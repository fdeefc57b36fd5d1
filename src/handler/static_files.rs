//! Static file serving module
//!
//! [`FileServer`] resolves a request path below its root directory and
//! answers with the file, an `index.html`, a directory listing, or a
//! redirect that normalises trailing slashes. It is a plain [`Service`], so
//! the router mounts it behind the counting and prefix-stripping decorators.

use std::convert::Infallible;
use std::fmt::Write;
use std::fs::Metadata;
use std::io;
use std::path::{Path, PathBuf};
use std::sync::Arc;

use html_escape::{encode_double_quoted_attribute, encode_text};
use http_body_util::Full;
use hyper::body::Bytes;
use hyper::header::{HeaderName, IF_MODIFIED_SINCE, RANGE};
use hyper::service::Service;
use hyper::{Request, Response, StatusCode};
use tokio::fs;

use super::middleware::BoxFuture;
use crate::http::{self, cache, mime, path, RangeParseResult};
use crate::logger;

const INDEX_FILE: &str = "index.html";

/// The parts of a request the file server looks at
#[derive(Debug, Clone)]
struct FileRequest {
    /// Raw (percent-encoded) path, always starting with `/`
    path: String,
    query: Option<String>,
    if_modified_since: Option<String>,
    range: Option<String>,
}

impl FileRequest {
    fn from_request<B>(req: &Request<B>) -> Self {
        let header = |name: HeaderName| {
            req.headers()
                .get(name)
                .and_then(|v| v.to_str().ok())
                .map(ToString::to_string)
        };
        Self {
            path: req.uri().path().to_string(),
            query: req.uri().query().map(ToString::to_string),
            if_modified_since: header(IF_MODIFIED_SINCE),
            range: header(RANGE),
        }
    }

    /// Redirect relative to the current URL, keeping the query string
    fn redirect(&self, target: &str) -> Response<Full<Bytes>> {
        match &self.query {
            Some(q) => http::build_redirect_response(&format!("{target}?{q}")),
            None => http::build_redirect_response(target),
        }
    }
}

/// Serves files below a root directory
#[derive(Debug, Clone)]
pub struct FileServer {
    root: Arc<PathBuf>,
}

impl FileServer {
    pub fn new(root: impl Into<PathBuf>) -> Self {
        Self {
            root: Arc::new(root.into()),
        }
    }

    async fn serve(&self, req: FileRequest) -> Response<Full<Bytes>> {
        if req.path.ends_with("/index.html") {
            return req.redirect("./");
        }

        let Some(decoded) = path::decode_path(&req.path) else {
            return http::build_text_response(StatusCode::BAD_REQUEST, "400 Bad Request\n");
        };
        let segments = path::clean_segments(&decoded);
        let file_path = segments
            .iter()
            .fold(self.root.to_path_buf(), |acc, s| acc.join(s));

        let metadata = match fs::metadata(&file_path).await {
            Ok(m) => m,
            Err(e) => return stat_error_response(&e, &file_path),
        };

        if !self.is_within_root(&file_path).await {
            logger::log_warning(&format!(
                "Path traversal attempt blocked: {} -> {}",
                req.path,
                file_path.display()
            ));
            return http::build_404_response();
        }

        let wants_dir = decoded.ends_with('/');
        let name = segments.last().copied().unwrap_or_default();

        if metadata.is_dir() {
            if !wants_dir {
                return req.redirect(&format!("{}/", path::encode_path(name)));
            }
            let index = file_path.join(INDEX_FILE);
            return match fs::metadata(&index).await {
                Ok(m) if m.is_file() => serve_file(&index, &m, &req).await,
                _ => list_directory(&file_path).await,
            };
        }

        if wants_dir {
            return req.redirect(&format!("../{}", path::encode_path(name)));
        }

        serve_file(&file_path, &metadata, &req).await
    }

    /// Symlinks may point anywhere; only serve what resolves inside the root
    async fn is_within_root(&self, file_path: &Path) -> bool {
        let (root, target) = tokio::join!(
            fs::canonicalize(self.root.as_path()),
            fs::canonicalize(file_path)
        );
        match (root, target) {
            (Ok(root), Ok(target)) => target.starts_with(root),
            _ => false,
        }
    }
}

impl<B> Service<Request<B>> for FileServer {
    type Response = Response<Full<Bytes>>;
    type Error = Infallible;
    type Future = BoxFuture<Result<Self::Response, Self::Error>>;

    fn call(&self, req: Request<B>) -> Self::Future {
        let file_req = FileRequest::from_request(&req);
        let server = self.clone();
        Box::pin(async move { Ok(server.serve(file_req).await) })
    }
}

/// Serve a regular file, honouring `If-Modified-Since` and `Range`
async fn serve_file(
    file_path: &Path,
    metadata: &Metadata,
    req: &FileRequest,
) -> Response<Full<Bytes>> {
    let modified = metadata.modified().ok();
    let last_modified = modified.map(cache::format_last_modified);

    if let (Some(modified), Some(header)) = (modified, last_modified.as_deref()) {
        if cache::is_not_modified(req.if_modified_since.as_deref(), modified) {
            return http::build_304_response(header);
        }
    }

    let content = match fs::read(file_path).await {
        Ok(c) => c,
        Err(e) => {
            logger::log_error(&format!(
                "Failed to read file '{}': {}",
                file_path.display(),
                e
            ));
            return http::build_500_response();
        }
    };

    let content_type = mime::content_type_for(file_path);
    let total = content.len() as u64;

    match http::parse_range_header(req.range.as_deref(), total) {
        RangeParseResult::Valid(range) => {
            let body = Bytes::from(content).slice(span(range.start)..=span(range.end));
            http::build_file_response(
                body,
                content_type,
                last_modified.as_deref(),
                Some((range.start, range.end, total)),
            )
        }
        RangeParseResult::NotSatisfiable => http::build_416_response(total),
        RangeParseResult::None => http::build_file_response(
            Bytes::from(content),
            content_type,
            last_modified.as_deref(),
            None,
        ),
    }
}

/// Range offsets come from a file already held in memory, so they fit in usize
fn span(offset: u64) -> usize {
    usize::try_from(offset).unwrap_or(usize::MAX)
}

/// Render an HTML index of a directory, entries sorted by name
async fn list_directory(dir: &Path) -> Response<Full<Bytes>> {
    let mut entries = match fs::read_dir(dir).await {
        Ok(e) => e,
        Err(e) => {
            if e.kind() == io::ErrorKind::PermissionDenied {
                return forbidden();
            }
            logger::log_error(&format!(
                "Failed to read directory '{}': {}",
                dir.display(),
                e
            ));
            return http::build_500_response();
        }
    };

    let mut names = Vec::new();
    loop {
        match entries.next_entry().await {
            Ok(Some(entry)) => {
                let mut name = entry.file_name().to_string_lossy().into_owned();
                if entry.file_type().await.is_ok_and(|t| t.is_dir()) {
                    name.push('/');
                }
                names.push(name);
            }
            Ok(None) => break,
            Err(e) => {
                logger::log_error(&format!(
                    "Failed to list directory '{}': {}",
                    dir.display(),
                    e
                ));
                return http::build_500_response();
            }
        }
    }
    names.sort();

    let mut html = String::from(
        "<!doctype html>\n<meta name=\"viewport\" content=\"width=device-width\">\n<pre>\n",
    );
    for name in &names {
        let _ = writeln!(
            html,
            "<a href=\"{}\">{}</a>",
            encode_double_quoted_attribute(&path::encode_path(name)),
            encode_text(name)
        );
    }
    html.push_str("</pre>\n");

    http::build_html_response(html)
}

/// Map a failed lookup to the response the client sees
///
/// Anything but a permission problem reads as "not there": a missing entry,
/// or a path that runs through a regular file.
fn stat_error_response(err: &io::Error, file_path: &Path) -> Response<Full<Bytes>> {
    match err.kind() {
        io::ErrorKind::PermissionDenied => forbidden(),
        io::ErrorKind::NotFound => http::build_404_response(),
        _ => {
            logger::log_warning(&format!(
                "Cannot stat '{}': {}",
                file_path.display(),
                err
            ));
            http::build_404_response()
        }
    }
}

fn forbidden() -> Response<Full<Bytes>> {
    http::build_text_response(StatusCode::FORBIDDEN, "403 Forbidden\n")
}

**********

- [Action item] Recopy the entries above in their entirety, exactly.

- [Answer to the exercise]
repository fdeefc57b36fd5d1
filename src/handler/static_files.rs
//! Static file serving module
//!
//! [`FileServer`] resolves a request path below its root directory and
//! answers with the file, an `index.html`, a directory listing, or a
//! redirect that normalises trailing slashes. It is a plain [`Service`], so
//! the router mounts it behind the counting and prefix-stripping decorators.

use std::convert::Infallible;
use std::fmt::Write;
use std::fs::Metadata;
use std::io;
use std::path::{Path, PathBuf};
use std::sync::Arc;

use html_escape::{encode_double_quoted_attribute, encode_text};
use http_body_util::Full;
use hyper::body::Bytes;
use hyper::header::{HeaderName, IF_MODIFIED_SINCE, RANGE};
use hyper::service::Service;
use hyper::{Request, Response, StatusCode};
use tokio::fs;

use super::middleware::BoxFuture;
use crate::http::{self, cache, mime, path, RangeParseResult};
use crate::logger;

const INDEX_FILE: &str = "index.html";

/// The parts of a request the file server looks at
#[derive(Debug, Clone)]
struct FileRequest {
    /// Raw (percent-encoded) path, always starting with `/`
    path: String,
    query: Option<String>,
    if_modified_since: Option<String>,
    range: Option<String>,
}

impl FileRequest {
    fn from_request<B>(req: &Request<B>) -> Self {
        let header = |name: HeaderName| {
            req.headers()
                .get(name)
                .and_then(|v| v.to_str().ok())
                .map(ToString::to_string)
        };
        Self {
            path: req.uri().path().to_string(),
            query: req.uri().query().map(ToString::to_string),
            if_modified_since: header(IF_MODIFIED_SINCE),
            range: header(RANGE),
        }
    }

    /// Redirect relative to the current URL, keeping the query string
    fn redirect(&self, target: &str) -> Response<Full<Bytes>> {
        match &self.query {
            Some(q) => http::build_redirect_response(&format!("{target}?{q}")),
            None => http::build_redirect_response(target),
        }
    }
}

/// Serves files below a root directory
#[derive(Debug, Clone)]
pub struct FileServer {
    root: Arc<PathBuf>,
}

impl FileServer {
    pub fn new(root: impl Into<PathBuf>) -> Self {
        Self {
            root: Arc::new(root.into()),
        }
    }

    async fn serve(&self, req: FileRequest) -> Response<Full<Bytes>> {
        if req.path.ends_with("/index.html") {
            return req.redirect("./");
        }

        let Some(decoded) = path::decode_path(&req.path) else {
            return http::build_text_response(StatusCode::BAD_REQUEST, "400 Bad Request\n");
        };
        let segments = path::clean_segments(&decoded);
        let file_path = segments
            .iter()
            .fold(self.root.to_path_buf(), |acc, s| acc.join(s));

        let metadata = match fs::metadata(&file_path).await {
            Ok(m) => m,
            Err(e) => return stat_error_response(&e, &file_path),
        };

        if !self.is_within_root(&file_path).await {
            logger::log_warning(&format!(
                "Path traversal attempt blocked: {} -> {}",
                req.path,
                file_path.display()
            ));
            return http::build_404_response();
        }

        let wants_dir = decoded.ends_with('/');
        let name = segments.last().copied().unwrap_or_default();

        if metadata.is_dir() {
            if !wants_dir {
                return req.redirect(&format!("{}/", path::encode_path(name)));
            }
            let index = file_path.join(INDEX_FILE);
            return match fs::metadata(&index).await {
                Ok(m) if m.is_file() => serve_file(&index, &m, &req).await,
                _ => list_directory(&file_path).await,
            };
        }

        if wants_dir {
            return req.redirect(&format!("../{}", path::encode_path(name)));
        }

        serve_file(&file_path, &metadata, &req).await
    }

    /// Symlinks may point anywhere; only serve what resolves inside the root
    async fn is_within_root(&self, file_path: &Path) -> bool {
        let (root, target) = tokio::join!(
            fs::canonicalize(self.root.as_path()),
            fs::canonicalize(file_path)
        );
        match (root, target) {
            (Ok(root), Ok(target)) => target.starts_with(root),
            _ => false,
        }
    }
}

impl<B> Service<Request<B>> for FileServer {
    type Response = Response<Full<Bytes>>;
    type Error = Infallible;
    type Future = BoxFuture<Result<Self::Response, Self::Error>>;

    fn call(&self, req: Request<B>) -> Self::Future {
        let file_req = FileRequest::from_request(&req);
        let server = self.clone();
        Box::pin(async move { Ok(server.serve(file_req).await) })
    }
}

/// Serve a regular file, honouring `If-Modified-Since` and `Range`
async fn serve_file(
    file_path: &Path,
    metadata: &Metadata,
    req: &FileRequest,
) -> Response<Full<Bytes>> {
    let modified = metadata.modified().ok();
    let last_modified = modified.map(cache::format_last_modified);

    if let (Some(modified), Some(header)) = (modified, last_modified.as_deref()) {
        if cache::is_not_modified(req.if_modified_since.as_deref(), modified) {
            return http::build_304_response(header);
        }
    }

    let content = match fs::read(file_path).await {
        Ok(c) => c,
        Err(e) => {
            logger::log_error(&format!(
                "Failed to read file '{}': {}",
                file_path.display(),
                e
            ));
            return http::build_500_response();
        }
    };

    let content_type = mime::content_type_for(file_path);
    let total = content.len() as u64;

    match http::parse_range_header(req.range.as_deref(), total) {
        RangeParseResult::Valid(range) => {
            let body = Bytes::from(content).slice(span(range.start)..=span(range.end));
            http::build_file_response(
                body,
                content_type,
                last_modified.as_deref(),
                Some((range.start, range.end, total)),
            )
        }
        RangeParseResult::NotSatisfiable => http::build_416_response(total),
        RangeParseResult::None => http::build_file_response(
            Bytes::from(content),
            content_type,
            last_modified.as_deref(),
            None,
        ),
    }
}

/// Range offsets come from a file already held in memory, so they fit in usize
fn span(offset: u64) -> usize {
    usize::try_from(offset).unwrap_or(usize::MAX)
}

/// Render an HTML index of a directory, entries sorted by name
async fn list_directory(dir: &Path) -> Response<Full<Bytes>> {
    let mut entries = match fs::read_dir(dir).await {
        Ok(e) => e,
        Err(e) => {
            if e.kind() == io::ErrorKind::PermissionDenied {
                return forbidden();
            }
            logger::log_error(&format!(
                "Failed to read directory '{}': {}",
                dir.display(),
                e
            ));
            return http::build_500_response();
        }
    };

    let mut names = Vec::new();
    loop {
        match entries.next_entry().await {
            Ok(Some(entry)) => {
                let mut name = entry.file_name().to_string_lossy().into_owned();
                if entry.file_type().await.is_ok_and(|t| t.is_dir()) {
                    name.push('/');
                }
                names.push(name);
            }
            Ok(None) => break,
            Err(e) => {
                logger::log_error(&format!(
                    "Failed to list directory '{}': {}",
                    dir.display(),
                    e
                ));
                return http::build_500_response();
            }
        }
    }
    names.sort();

    let mut html = String::from(
        "<!doctype html>\n<meta name=\"viewport\" content=\"width=device-width\">\n<pre>\n",
    );
    for name in &names {
        let _ = writeln!(
            html,
            "<a href=\"{}\">{}</a>",
            encode_double_quoted_attribute(&path::encode_path(name)),
            encode_text(name)
        );
    }
    html.push_str("</pre>\n");

    http::build_html_response(html)
}

/// Map a failed lookup to the response the client sees
///
/// Anything but a permission problem reads as "not there": a missing entry,
/// or a path that runs through a regular file.
fn stat_error_response(err: &io::Error, file_path: &Path) -> Response<Full<Bytes>> {
    match err.kind() {
        io::ErrorKind::PermissionDenied => forbidden(),
        io::ErrorKind::NotFound => http::build_404_response(),
        _ => {
            logger::log_warning(&format!(
                "Cannot stat '{}': {}",
                file_path.display(),
                err
            ));
            http::build_404_response()
        }
    }
}

fn forbidden() -> Response<Full<Bytes>> {
    http::build_text_response(StatusCode::FORBIDDEN, "403 Forbidden\n")
}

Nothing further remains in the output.